THE PROBLEM: Lines containing the word "positive" are to be copied from the data below.

DATA FOR THE TASK:
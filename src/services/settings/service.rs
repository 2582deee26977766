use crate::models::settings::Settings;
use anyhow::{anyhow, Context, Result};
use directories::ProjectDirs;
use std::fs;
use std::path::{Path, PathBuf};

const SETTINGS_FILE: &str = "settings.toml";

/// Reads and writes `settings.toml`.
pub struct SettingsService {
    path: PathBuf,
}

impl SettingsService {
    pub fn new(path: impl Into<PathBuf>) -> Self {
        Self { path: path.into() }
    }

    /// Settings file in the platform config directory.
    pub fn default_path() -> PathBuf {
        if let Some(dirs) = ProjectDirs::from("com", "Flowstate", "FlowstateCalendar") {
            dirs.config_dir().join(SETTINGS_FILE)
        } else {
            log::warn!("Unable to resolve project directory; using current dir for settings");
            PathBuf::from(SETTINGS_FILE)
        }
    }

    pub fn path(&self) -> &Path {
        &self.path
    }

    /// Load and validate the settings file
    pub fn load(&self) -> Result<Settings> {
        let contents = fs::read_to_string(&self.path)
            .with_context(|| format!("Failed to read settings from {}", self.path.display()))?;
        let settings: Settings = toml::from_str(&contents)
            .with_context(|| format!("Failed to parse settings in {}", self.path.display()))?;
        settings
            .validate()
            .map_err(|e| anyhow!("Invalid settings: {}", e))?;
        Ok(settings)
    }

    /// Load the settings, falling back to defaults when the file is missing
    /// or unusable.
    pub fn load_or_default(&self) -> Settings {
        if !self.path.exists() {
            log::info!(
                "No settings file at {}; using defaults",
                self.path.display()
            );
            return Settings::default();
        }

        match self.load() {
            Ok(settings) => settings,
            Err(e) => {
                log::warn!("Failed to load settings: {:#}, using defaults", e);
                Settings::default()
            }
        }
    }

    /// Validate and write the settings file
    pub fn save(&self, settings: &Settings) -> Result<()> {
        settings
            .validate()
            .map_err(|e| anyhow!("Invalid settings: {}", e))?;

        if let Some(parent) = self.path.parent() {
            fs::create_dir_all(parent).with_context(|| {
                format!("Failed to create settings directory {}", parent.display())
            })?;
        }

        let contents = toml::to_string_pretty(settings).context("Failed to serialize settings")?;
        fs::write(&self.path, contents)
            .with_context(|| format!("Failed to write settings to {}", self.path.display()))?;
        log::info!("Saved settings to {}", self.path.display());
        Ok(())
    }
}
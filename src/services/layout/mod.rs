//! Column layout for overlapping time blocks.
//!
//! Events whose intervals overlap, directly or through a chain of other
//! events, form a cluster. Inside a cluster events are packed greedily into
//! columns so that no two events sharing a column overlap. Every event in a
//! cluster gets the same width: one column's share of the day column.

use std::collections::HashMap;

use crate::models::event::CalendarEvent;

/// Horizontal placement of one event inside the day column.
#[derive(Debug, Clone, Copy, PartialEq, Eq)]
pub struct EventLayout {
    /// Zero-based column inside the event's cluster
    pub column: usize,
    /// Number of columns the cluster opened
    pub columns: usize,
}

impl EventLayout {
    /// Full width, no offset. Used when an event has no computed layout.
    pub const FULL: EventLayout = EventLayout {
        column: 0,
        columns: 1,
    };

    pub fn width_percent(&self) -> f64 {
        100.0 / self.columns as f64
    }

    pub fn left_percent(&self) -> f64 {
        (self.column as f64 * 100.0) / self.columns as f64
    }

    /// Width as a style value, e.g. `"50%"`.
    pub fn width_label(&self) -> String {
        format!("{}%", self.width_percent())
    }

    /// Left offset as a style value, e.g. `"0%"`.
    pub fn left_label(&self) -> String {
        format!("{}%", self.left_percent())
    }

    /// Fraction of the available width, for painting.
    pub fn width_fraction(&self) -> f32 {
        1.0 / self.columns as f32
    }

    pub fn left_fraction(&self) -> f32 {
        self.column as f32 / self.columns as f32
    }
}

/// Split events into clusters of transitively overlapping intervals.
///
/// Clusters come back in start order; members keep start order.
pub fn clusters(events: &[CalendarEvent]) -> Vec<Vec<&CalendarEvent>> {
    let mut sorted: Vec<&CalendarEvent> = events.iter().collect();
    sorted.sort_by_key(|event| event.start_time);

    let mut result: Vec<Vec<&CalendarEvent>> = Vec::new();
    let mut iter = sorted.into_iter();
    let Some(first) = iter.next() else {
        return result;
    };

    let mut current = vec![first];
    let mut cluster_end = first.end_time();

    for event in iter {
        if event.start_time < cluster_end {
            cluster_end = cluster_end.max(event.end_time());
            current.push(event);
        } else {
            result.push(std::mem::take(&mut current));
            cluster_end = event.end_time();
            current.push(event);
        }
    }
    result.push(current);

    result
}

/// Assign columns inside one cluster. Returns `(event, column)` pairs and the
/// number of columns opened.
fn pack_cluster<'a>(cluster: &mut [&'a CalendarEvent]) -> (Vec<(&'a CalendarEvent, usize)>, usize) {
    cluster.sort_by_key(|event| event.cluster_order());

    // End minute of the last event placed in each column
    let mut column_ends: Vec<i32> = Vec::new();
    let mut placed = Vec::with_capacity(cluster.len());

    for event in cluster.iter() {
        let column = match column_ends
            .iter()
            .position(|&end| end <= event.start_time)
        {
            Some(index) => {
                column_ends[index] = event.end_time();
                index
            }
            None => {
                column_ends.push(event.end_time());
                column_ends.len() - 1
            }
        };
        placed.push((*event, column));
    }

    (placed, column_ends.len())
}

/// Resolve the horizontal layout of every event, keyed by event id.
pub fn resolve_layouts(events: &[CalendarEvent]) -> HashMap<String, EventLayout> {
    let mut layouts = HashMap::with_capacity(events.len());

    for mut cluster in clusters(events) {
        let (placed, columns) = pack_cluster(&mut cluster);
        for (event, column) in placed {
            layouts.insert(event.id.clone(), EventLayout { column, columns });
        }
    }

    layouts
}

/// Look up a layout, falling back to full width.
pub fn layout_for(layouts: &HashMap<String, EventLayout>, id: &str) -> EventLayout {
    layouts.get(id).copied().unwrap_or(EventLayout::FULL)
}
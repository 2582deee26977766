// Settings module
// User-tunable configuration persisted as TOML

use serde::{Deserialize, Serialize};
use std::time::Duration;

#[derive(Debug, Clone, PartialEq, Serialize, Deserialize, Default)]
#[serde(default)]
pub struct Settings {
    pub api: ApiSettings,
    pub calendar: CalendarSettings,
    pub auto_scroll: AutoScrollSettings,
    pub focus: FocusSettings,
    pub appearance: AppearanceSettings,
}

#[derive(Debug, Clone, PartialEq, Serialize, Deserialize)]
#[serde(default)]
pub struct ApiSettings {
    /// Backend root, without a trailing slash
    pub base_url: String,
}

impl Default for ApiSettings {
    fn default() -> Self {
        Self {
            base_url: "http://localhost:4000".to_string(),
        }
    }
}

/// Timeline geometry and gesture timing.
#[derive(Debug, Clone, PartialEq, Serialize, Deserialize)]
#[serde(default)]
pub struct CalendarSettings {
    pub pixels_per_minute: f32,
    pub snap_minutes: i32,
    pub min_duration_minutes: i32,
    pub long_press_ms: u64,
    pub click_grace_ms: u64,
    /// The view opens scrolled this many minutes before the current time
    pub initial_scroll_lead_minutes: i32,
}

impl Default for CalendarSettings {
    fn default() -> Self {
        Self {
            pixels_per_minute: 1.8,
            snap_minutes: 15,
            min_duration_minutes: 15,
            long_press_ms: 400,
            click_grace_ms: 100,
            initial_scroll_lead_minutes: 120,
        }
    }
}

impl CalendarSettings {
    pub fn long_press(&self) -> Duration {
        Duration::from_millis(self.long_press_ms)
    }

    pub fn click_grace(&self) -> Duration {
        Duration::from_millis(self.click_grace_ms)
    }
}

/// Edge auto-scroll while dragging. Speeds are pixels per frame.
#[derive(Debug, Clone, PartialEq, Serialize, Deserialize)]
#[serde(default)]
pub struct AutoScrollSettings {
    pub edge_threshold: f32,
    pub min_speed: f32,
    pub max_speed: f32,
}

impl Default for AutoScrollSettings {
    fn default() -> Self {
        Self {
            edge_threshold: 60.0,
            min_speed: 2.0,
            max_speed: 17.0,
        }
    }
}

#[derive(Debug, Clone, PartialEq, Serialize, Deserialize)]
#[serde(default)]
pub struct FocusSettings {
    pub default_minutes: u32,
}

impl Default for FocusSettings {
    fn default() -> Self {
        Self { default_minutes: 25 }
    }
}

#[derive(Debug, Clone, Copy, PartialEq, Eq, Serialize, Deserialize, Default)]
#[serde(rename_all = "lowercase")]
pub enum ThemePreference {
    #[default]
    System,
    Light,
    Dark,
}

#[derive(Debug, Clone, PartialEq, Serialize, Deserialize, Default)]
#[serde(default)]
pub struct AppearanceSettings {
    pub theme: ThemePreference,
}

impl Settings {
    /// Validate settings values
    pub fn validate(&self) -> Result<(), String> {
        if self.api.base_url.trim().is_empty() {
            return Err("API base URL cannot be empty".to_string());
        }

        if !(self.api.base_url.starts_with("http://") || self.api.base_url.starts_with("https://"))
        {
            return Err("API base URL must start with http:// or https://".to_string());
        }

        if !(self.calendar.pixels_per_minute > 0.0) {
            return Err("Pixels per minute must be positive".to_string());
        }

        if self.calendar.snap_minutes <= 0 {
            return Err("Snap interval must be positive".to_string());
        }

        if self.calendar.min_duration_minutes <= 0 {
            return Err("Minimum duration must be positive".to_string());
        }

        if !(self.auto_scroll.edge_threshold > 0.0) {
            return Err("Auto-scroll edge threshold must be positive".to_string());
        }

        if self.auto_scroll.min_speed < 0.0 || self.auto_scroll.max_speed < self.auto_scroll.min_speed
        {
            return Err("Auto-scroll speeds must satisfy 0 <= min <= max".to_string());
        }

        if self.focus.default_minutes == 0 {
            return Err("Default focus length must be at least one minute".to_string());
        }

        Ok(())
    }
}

PROBLEM SOLUTION:
            return Err("Pixels per minute must be positive".to_string());
            return Err("Snap interval must be positive".to_string());
            return Err("Minimum duration must be positive".to_string());
            return Err("Auto-scroll edge threshold must be positive".to_string());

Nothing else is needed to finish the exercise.